As is its custom, the Council met twice, once before and once during the annual meeting in Chicago, taking action on a number of important issues on its agenda.
An important decision taken by the Council, on the recommendation of the Teaching Division, was to authorize the commencement of an award for outstanding teaching. The Association now has eighteen book prizes, which recognize excellence in research and writing, but until now it has had no analogous award for teaching. The procedure, approved by the Council, will be to ask each winner of a 1987 AHA book prize (Adams, Beer, Beveridge, Dunning, Birdsall, Breasted, Fairbank, Feis, Gershoy, Kelly, Littleton-Griswold, Marraro, and Robinson) to nominate a teacher at the secondary or postsecondary level, who by inspired teaching “turned on” the prize winner to the subject of history and to a career in history. Graduate-level teachers will be ineligible. The Teaching Division Committee will weigh all the nominations submitted and select an individual to receive a thousand dollar AHA prize at the next annual meeting.
The Council also approved the Research Division’s plan to produce a new edition of the Guide to Historical Literature, if the necessary financial resources can be found. It authorized President Natalie Davis to appoint an ad hoc committee on historians and film, and it named a delegate and alternates to the general assembly of the International Committee of the Historical Sciences, which meets next September in Greece. After a long discussion of the perennial subject of returning to a system of uncontested elections for the position of president-elect, the Council by consensus decided to take no action on the issue. It accepted the recommendation of the Nominating Committee that in the 1987 and subsequent elections the AHA return to the tried and true method of a separate mailing of the ballot and supporting material to all members. The experiment of the last two years, by which the election material and ballot were incorporated into the September issue of Perspectives, has seen significant declines in the percentage of voter response.

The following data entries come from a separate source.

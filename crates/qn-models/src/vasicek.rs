//! Vasicek model.
//!
//! ```text
//! dr = a (b − r) dt + σ dW
//! ```
//!
//! Not fitted to any curve: bond prices follow from the four parameters.

use crate::calibrated_model::{
    assign_flat, CalibratedModel, NoConstraint, Parameter, PositiveConstraint,
};
use crate::short_rate_model::{b_factor, OneFactorAffineModel, OneFactorModel, ShortRateModel};
use qn_core::{ensure, errors::Result, DiscountFactor, OptionType, Rate, Real, Time};
use qn_math::black_formula;
use qn_processes::{OrnsteinUhlenbeckProcess, StochasticProcess1D};
use qn_termstructures::YieldTermStructure;
use std::sync::Arc;

/// Vasicek short-rate model with parameters `[a, b, σ, r0]`.
#[derive(Debug, Clone)]
pub struct Vasicek {
    params: Vec<Parameter>,
}

impl Vasicek {
    /// Model with reversion `a`, level `b`, volatility `sigma` and current
    /// short rate `r0`.
    pub fn new(r0: Rate, a: Real, b: Real, sigma: Real) -> Result<Self> {
        ensure!(a > 0.0, "mean reversion must be positive, got {a}");
        ensure!(sigma > 0.0, "volatility must be positive, got {sigma}");
        Ok(Self {
            params: vec![
                Parameter::new(vec![a], PositiveConstraint),
                Parameter::new(vec![b], NoConstraint),
                Parameter::new(vec![sigma], PositiveConstraint),
                Parameter::new(vec![r0], NoConstraint),
            ],
        })
    }

    /// Mean-reversion speed `a`.
    pub fn mean_reversion(&self) -> Real {
        self.params[0].value()
    }

    /// Long-run level `b`.
    pub fn level(&self) -> Real {
        self.params[1].value()
    }

    /// Volatility `σ`.
    pub fn sigma(&self) -> Real {
        self.params[2].value()
    }

    /// Current short rate.
    pub fn r0(&self) -> Rate {
        self.params[3].value()
    }
}

impl CalibratedModel for Vasicek {
    fn params(&self) -> &[Parameter] {
        &self.params
    }

    fn set_params(&mut self, values: &[Real]) -> Result<()> {
        assign_flat(&mut self.params, values)
    }
}

impl ShortRateModel for Vasicek {
    fn term_structure(&self) -> Option<&Arc<dyn YieldTermStructure>> {
        None
    }

    fn discount_bond(&self, t: Time, maturity: Time, state: &[Real]) -> Result<DiscountFactor> {
        ensure!(state.len() == 1, "Vasicek state is the short rate alone");
        Ok(self.discount_bond_at_rate(t, maturity, state[0]))
    }
}

impl OneFactorModel for Vasicek {
    /// `x = r − b`, an Ornstein-Uhlenbeck process reverting to zero.
    fn short_rate_process(&self) -> Arc<dyn StochasticProcess1D> {
        Arc::new(OrnsteinUhlenbeckProcess::new(
            self.mean_reversion(),
            self.sigma(),
            self.r0() - self.level(),
            0.0,
        ))
    }

    fn short_rate(&self, _t: Time, x: Real) -> Rate {
        x + self.level()
    }
}

impl OneFactorAffineModel for Vasicek {
    fn a(&self, t: Time, maturity: Time) -> Real {
        let (a, b, sigma) = (self.mean_reversion(), self.level(), self.sigma());
        let bt = self.b(t, maturity);
        let s2 = sigma * sigma;
        ((b - 0.5 * s2 / (a * a)) * (bt - (maturity - t)) - 0.25 * bt * bt * s2 / a).exp()
    }

    fn b(&self, t: Time, maturity: Time) -> Real {
        b_factor(self.mean_reversion(), maturity - t)
    }

    fn discount_bond_option(
        &self,
        option_type: OptionType,
        strike: Real,
        maturity: Time,
        bond_maturity: Time,
    ) -> Real {
        let a = self.mean_reversion();
        let v = if a < f64::EPSILON.sqrt() {
            self.sigma() * self.b(maturity, bond_maturity) * maturity.sqrt()
        } else {
            let variance = 0.5 * (-(-2.0 * a * maturity).exp_m1()) / a;
            self.sigma() * self.b(maturity, bond_maturity) * variance.sqrt()
        };
        let f = self.discount_bond_at_rate(0.0, bond_maturity, self.r0());
        let k = self.discount_bond_at_rate(0.0, maturity, self.r0()) * strike;
        black_formula(option_type, k, f, v, 1.0)
    }
}

#[cfg(test)]
mod tests {
    use super::*;
    use approx::assert_abs_diff_eq;
    use qn_methods::lattice::{DiscretizedAsset, DiscretizedDiscountBond, TimeGrid};

    fn model() -> Vasicek {
        Vasicek::new(0.03, 0.3, 0.05, 0.01).unwrap()
    }

    #[test]
    fn bond_tends_to_one_and_long_yield_to_its_limit() {
        let m = model();
        assert_abs_diff_eq!(m.discount_bond(1.0, 1.0, &[0.03]).unwrap(), 1.0, epsilon = 1e-14);
        // r∞ = b − σ²/(2a²)
        let long = -m.discount_bond_at_rate(0.0, 2000.0, 0.03).ln() / 2000.0;
        assert_abs_diff_eq!(long, 0.05 - 0.0001 / (2.0 * 0.09), epsilon = 1e-4);
    }

    #[test]
    fn bond_option_parity() {
        let m = model();
        let (t, s, k) = (1.0, 3.0, 0.95);
        let call = m.discount_bond_option(OptionType::Call, k, t, s);
        let put = m.discount_bond_option(OptionType::Put, k, t, s);
        let p_t = m.discount_bond_at_rate(0.0, t, m.r0());
        let p_s = m.discount_bond_at_rate(0.0, s, m.r0());
        assert_abs_diff_eq!(call - put, p_s - k * p_t, epsilon = 1e-12);
    }

    #[test]
    fn tree_prices_bonds_close_to_closed_form() {
        let m = model();
        let grid = TimeGrid::new(5.0, 100).unwrap();
        let lattice = m.tree(&grid).unwrap();
        let mut bond = DiscretizedDiscountBond::default();
        bond.initialize(&lattice, 5.0).unwrap();
        bond.rollback(&lattice, 0.0).unwrap();
        let tree_value = bond.present_value(&lattice).unwrap();
        assert_abs_diff_eq!(tree_value, m.discount_bond_at_rate(0.0, 5.0, 0.03), epsilon = 1e-3);
    }

    #[test]
    fn parameters_update_through_the_flat_vector() {
        let mut m = model();
        m.set_params(&[0.5, 0.04, 0.02, 0.01]).unwrap();
        assert_eq!(m.mean_reversion(), 0.5);
        assert_eq!(m.r0(), 0.01);
        assert!(m.set_params(&[-0.5, 0.04, 0.02, 0.01]).is_err());
        assert_eq!(m.flat_params(), vec![0.5, 0.04, 0.02, 0.01]);
    }
}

The Council named Professor Konrad Jarausch of the University of North Carolina to be chair of the 1988 Program Committee and requested him to put together a committee with appropriate field, geographic, and gender balance to be put before the spring Council meeting. The Council approved holding the 1988 annual meeting in Cincinnati, if appropriate agreements can be worked out with the convention center and hotels there.
On financial matters the Council, after hearing a report from past president Arthur Link, appropriated the sum of five thousand dollars for the support of a National Commission on the Social Studies, which is being organized upon the initiative of the National Council for the Social Studies. It took note with approval of the involvement of Professor Link and of representatives of the AHA’s Teaching Division in the project and of the importance of enhancing the role of history in the schools’ curriculum.
The Council voted to unify two separate investment accounts covering the Matteson Fund and the Association’s other permanent funds and endowments into a single account under the care of Fiduciary Trust Company of New York. The origin of the separate Matteson account dates back to the 1940s, and there is now no need for a separate investment portfolio.
Furthermore, the Council nominated and the business meeting of the membership later unanimously approved the reelection to a new five-year term of Trustee D. Roger B. Liddell of Alex Brown and Sons and the election, as a new Trustee, of R. Dyke Benjamin of Lazard Freres.
Other items of Council business included approval of a new affiliated society, the Alcohol and Temperance History Group, approval of a new bylaw governing periodic review of the Association’s appointed officers, and appointment of four new members of the Board of Editors of the American Historical Review, recommended by the Research Division Committee. Finally, the Council approved the numerous plans for closer cooperation with our affiliate in Italy, the Societa’ degli storici italiani and the plans for a joint conference on early modern Chinese history with the Japanese National Committee of Historians next summer.